Moscow has 17,500 machines for removing snow from its 3500 streets. If less than a centimeter of snow hits the pavement, the machines take over as they gradually take care of business. Yesterday, a tractor occupied a sidewalk I was using. I had to stand in a snowdrift to provide him with the right of way. The city blames delays in snow removal on traffic while drivers point fingers at the snow removal department. When a big metel’ hits, these vehicles work 24 hours a day. The drivers have a great time. They wanted to drive a big truck when they were five years old and their dreams have come true. I’ve always wanted to give it a try. The city of Moscow should set up “snow removal” tourism and show civilians how to drive a snowplow in the off season, for hard currency. I’d sign up.

Some snow removal is done by hand with people kept in reserve for the task and given luminescent vests. They remove ice from the rooftops and toss snow from paid parking areas into the middle of the street for cars to run over. One crew I saw near my house were smoking as they shoveled snow. They were tough and the cigarettes proved it. 

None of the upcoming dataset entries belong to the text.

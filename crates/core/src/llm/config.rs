use serde::{Deserialize, Serialize};

/// LLM provider type.
#[derive(Debug, Clone, Copy, PartialEq, Eq, Serialize, Deserialize)]
#[serde(rename_all = "snake_case")]
pub enum LlmProvider {
    /// Anthropic Claude API.
    Anthropic,
    /// Local Ollama instance.
    Ollama,
}

/// LLM client configuration.
#[derive(Debug, Clone, Serialize, Deserialize)]
pub struct LlmConfig {
    pub provider: LlmProvider,
    /// Model name/identifier.
    pub model: String,
    #[serde(default, skip_serializing_if = "Option::is_none")]
    pub api_key: Option<String>,
    /// Custom API base URL (for proxies or self-hosted).
    #[serde(default, skip_serializing_if = "Option::is_none")]
    pub api_base: Option<String>,
    /// Request timeout in seconds.
    #[serde(default = "default_timeout")]
    pub timeout_secs: u32,
}

fn default_timeout() -> u32 {
    30
}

The snowfall in Moscow is normally half the level of snow at our dacha, about 200 kilometers to the northwest. One narrow road goes through the village. This year, it has not been plowed and more than a meter of snow has piled up on it. A snowplow needs to be called in. For this purpose, I know a “guy”. He has a small snowplow. The owner is also small, but he’s fast and he works while smoking a cigarette. It comes with the territory. His snowplow was made in Soviet times and he has rebuilt it, using bits from other kinds of vehicles and chicken wire. Snow removal with this machine is show of strength, demonstrating that a Soviet tractor is the way to go. The snow guy drives his snowplow forward and backward at full speed, giving me my money’s worth.  

In years past, snow fell in the Alps during winter. Now, skiing in December cannot be counted upon. It’s best to wait until January or February and make refundable bookings. A few years ago, we went skiing in Italy, in the Dolomites. The slopes had no snow on them at all. Paths of artificial snow had been laid down. We skied between brown fields on all sides. Some had cows standing on them, chewing their cuds. The slopes were without any moguls, designed for knees that had seen better days. The fake snow got the job done but I remember thinking, will all snow be manmade in the future? Someday, perhaps winter will be offered in special buildings, with snow making machines inside. 

For now, I’m enjoying the freezing cold. We had better enjoy it while it lasts. In a week, the thermometer promises to go wrong, taking temperatures just above freezing for two or three days. After that, the BBC promises bitter cold again. Let’s hope so. When you are a glutton for punishment, you can never get enough.